On an average 15-20 subjects were interviewed and examined per day. Single investigator who was trained and calibrated performed all oral examinations (k = 0.90). Smokers/tobacco chewers included the current smokers/chewers. Persons chewing at least one pouch of tobacco a day since at least 1-year were defined as tobacco chewers.  Individuals smoking at least one cigarette a day since at least the past 12-months were defined as smokers. 

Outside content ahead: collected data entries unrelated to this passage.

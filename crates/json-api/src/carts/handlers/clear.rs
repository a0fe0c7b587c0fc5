//! Clear Cart Handler

use std::sync::Arc;

use salvo::prelude::*;

use crate::{
    carts::{errors::into_status_error, models::CartResponse},
    envelope::Envelope,
    extensions::*,
    state::State,
};

/// Clear Cart Handler
///
/// Removes every item and any applied coupon.
#[endpoint(
    tags("cart"),
    summary = "Clear Cart",
    security(("bearer_auth" = [])),
    responses(
        (status_code = StatusCode::OK, description = "Cart cleared"),
        (status_code = StatusCode::UNAUTHORIZED, description = "Not authorized"),
        (status_code = StatusCode::INTERNAL_SERVER_ERROR, description = "Internal Server Error"),
    ),
)]
pub(crate) async fn handler(
    depot: &mut Depot,
) -> Result<Json<Envelope<CartResponse>>, StatusError> {
    let state = depot.obtain_or_500::<Arc<State>>()?;
    let user = depot.user_uuid_or_401()?;

    let cart = state
        .app
        .carts
        .clear_cart(user)
        .await
        .map_err(into_status_error)?;

    Ok(Json(Envelope::data(cart.into()).message("Cart cleared")))
}
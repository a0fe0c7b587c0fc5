//! Category Models

use salvo::oapi::ToSchema;
use serde::{Deserialize, Serialize};
use uuid::Uuid;

use storefront_app::domain::categories::{CategoryTree, records::CategoryRecord};

/// Category
#[derive(Debug, Clone, Serialize, Deserialize, ToSchema)]
#[serde(rename_all = "camelCase")]
pub(crate) struct CategoryResponse {
    pub uuid: Uuid,
    pub name: String,
    pub slug: String,
    pub description: Option<String>,
    pub parent: Option<Uuid>,

    /// Depth, zero for root categories
    pub level: u32,

    /// Ancestor UUIDs joined by `/`
    pub path: String,
    pub is_active: bool,
    pub sort_order: i32,
    pub created_at: String,
    pub updated_at: String,
}

impl From<CategoryRecord> for CategoryResponse {
    fn from(category: CategoryRecord) -> Self {
        Self {
            uuid: category.uuid.into_uuid(),
            name: category.name,
            slug: category.slug,
            description: category.description,
            parent: category.parent.map(|parent| parent.into_uuid()),
            level: category.level,
            path: category.path,
            is_active: category.is_active,
            sort_order: category.sort_order,
            created_at: category.created_at.to_string(),
            updated_at: category.updated_at.to_string(),
        }
    }
}

/// A category and its descendants
#[derive(Debug, Clone, Serialize, Deserialize, ToSchema)]
pub(crate) struct CategoryTreeResponse {
    pub category: CategoryResponse,

    /// Nested `CategoryTreeResponse` nodes
    #[salvo(schema(value_type = Vec<Object>))]
    pub children: Vec<CategoryTreeResponse>,
}

impl From<CategoryTree> for CategoryTreeResponse {
    fn from(node: CategoryTree) -> Self {
        Self {
            category: node.value.into(),
            children: node.children.into_iter().map(Into::into).collect(),
        }
    }
}
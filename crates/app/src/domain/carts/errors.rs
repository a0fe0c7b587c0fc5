//! Carts service errors.

use sqlx::{
    Error,
    error::{DatabaseError, ErrorKind},
};
use storefront::{cart::CartError, coupons::CouponError, pricing::PricingError};
use thiserror::Error;

#[derive(Debug, Error)]
pub enum CartsServiceError {
    #[error("cart not found")]
    NotFound,

    #[error("cart item not found")]
    ItemNotFound,

    #[error("product not found or unavailable")]
    ProductUnavailable,

    #[error("quantity must be at least 1")]
    InvalidQuantity,

    #[error(transparent)]
    InvalidCoupon(#[from] CouponError),

    #[error("failed to price cart")]
    Pricing(#[from] PricingError),

    #[error("cart already exists")]
    AlreadyExists,

    #[error("related resource not found")]
    InvalidReference,

    #[error("missing required data")]
    MissingRequiredData,

    #[error("invalid data")]
    InvalidData,

    #[error("storage error")]
    Sql(#[source] Error),
}

impl From<CartError> for CartsServiceError {
    fn from(error: CartError) -> Self {
        match error {
            CartError::LineNotFound(_) => Self::ItemNotFound,
            CartError::InvalidQuantity
            | CartError::QuantityOverflow
            | CartError::QuantityOutOfRange(_) => Self::InvalidQuantity,
        }
    }
}

impl From<Error> for CartsServiceError {
    fn from(error: Error) -> Self {
        if matches!(error, Error::RowNotFound) {
            return Self::NotFound;
        }

        match error.as_database_error().map(DatabaseError::kind) {
            Some(ErrorKind::UniqueViolation) => Self::AlreadyExists,
            Some(ErrorKind::ForeignKeyViolation) => Self::InvalidReference,
            Some(ErrorKind::NotNullViolation) => Self::MissingRequiredData,
            Some(ErrorKind::CheckViolation) => Self::InvalidData,
            Some(ErrorKind::Other | _) | None => Self::Sql(error),
        }
    }
}
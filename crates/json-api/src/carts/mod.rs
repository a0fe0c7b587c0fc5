//! Carts

pub(crate) mod coupon;
mod errors;
mod handlers;
pub(crate) mod items;
mod models;

pub(crate) use errors::into_status_error;
pub(crate) use handlers::*;
pub(crate) use models::VariantBody;
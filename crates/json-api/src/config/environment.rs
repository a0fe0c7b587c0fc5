//! Environment Config

use clap::Args;

/// Deployment environment.
#[derive(Clone, Copy, Debug, PartialEq, Eq, clap::ValueEnum)]
pub enum AppEnvironment {
    /// Local development; error responses carry internal detail.
    Development,

    /// Production; error responses only carry their public message.
    Production,
}

/// Environment settings.
#[derive(Debug, Args)]
pub struct EnvironmentConfig {
    /// Deployment environment (development, production)
    #[arg(long, env = "APP_ENV", value_enum, default_value_t = AppEnvironment::Development)]
    pub app_env: AppEnvironment,
}

impl EnvironmentConfig {
    /// Whether error responses may include internal detail.
    #[must_use]
    pub fn exposes_error_detail(&self) -> bool {
        self.app_env != AppEnvironment::Production
    }
}
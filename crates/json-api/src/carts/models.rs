//! Cart Models

use salvo::oapi::ToSchema;
use serde::{Deserialize, Serialize};
use storefront::{coupons::Coupon, items::Variant};
use uuid::Uuid;

use storefront_app::domain::carts::records::{CartItemRecord, CartRecord, InvalidCartItem};

/// Variant selector
#[derive(Debug, Clone, Default, PartialEq, Eq, Serialize, Deserialize, ToSchema)]
pub(crate) struct VariantBody {
    #[serde(default, skip_serializing_if = "Option::is_none")]
    pub size: Option<String>,

    #[serde(default, skip_serializing_if = "Option::is_none")]
    pub color: Option<String>,

    #[serde(default, skip_serializing_if = "Option::is_none")]
    pub sku: Option<String>,
}

impl From<VariantBody> for Variant {
    fn from(body: VariantBody) -> Self {
        Variant {
            size: body.size,
            color: body.color,
            sku: body.sku,
        }
    }
}

impl From<Variant> for VariantBody {
    fn from(variant: Variant) -> Self {
        Self {
            size: variant.size,
            color: variant.color,
            sku: variant.sku,
        }
    }
}

/// Cart line
#[derive(Debug, Clone, Serialize, Deserialize, ToSchema)]
#[serde(rename_all = "camelCase")]
pub(crate) struct CartItemResponse {
    pub uuid: Uuid,
    pub product: Uuid,
    pub variant: VariantBody,
    pub quantity: u32,

    /// Unit price captured when the product was added, in minor units
    pub price: u64,
    pub added_at: String,
}

impl From<CartItemRecord> for CartItemResponse {
    fn from(item: CartItemRecord) -> Self {
        Self {
            uuid: item.uuid.into_uuid(),
            product: item.product.into_uuid(),
            variant: item.variant.into(),
            quantity: item.quantity,
            price: item.unit_price,
            added_at: item.created_at.to_string(),
        }
    }
}

/// Applied coupon
#[derive(Debug, Clone, PartialEq, Eq, Serialize, Deserialize, ToSchema)]
pub(crate) struct CouponResponse {
    pub code: String,

    /// `percentage` or `fixed`
    pub kind: String,

    /// Percentage points, or minor units for fixed coupons, as a decimal string
    pub value: String,
}

impl From<&Coupon> for CouponResponse {
    fn from(coupon: &Coupon) -> Self {
        let discount = coupon.discount();

        Self {
            code: coupon.code().to_string(),
            kind: discount.kind().as_str().to_string(),
            value: discount.value().to_string(),
        }
    }
}

/// Cart
///
/// Totals are in minor units and always reflect the current items and coupon.
#[derive(Debug, Clone, Serialize, Deserialize, ToSchema)]
#[serde(rename_all = "camelCase")]
pub(crate) struct CartResponse {
    pub uuid: Uuid,
    pub items: Vec<CartItemResponse>,
    pub applied_coupon: Option<CouponResponse>,
    pub total_items: u64,
    pub total_price: u64,
    pub estimated_tax: u64,
    pub estimated_shipping: u64,
    pub discount: u64,
    pub estimated_total: u64,
    pub created_at: String,
    pub updated_at: String,
}

impl From<CartRecord> for CartResponse {
    fn from(cart: CartRecord) -> Self {
        Self {
            uuid: cart.uuid.into_uuid(),
            applied_coupon: cart.coupon.as_ref().map(Into::into),
            items: cart.items.into_iter().map(Into::into).collect(),
            total_items: cart.totals.total_items,
            total_price: cart.totals.total_price,
            estimated_tax: cart.totals.estimated_tax,
            estimated_shipping: cart.totals.estimated_shipping,
            discount: cart.totals.discount,
            estimated_total: cart.totals.estimated_total,
            created_at: cart.created_at.to_string(),
            updated_at: cart.updated_at.to_string(),
        }
    }
}

/// A cart line that can no longer be bought as it stands
#[derive(Debug, Clone, Serialize, Deserialize, ToSchema)]
#[serde(rename_all = "camelCase")]
pub(crate) struct InvalidItemResponse {
    pub item: Uuid,
    pub reason: String,

    #[serde(default, skip_serializing_if = "Option::is_none")]
    pub available_stock: Option<u64>,
}

impl From<InvalidCartItem> for InvalidItemResponse {
    fn from(invalid: InvalidCartItem) -> Self {
        Self {
            reason: invalid.to_string(),
            item: invalid.item.into_uuid(),
            available_stock: invalid.available_stock,
        }
    }
}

The clinical diagnosis of the precancerous lesions and conditions were done as per the WHO (1997) criteria.  All the relevant information regarding the subject was documented in a standard format and clinical examination of the oral soft tissues was carried out. Punch (incisional) biopsy was performed for confirmation among the subjects who were clinically diagnosed of precancerous lesion or conditions. The tissue specimen was stored in 10% formalin and routine tissue processing was done in the histopathology laboratory, Department of Oral and Maxillofacial Pathology, Panineeya Mahavidyalaya Institute of Dental Sciences, Hyderabad and stained with hematoxylin and eosin. The stained soft tissue section was then observed under binocular light microscope (OLYMPUS CH 20i olympus India pvt. Ltd, New delhi) and a thorough histopathological evaluation of the stained sections were done. Cases confirmed through histological examination were only considered as positive and included in the analysis.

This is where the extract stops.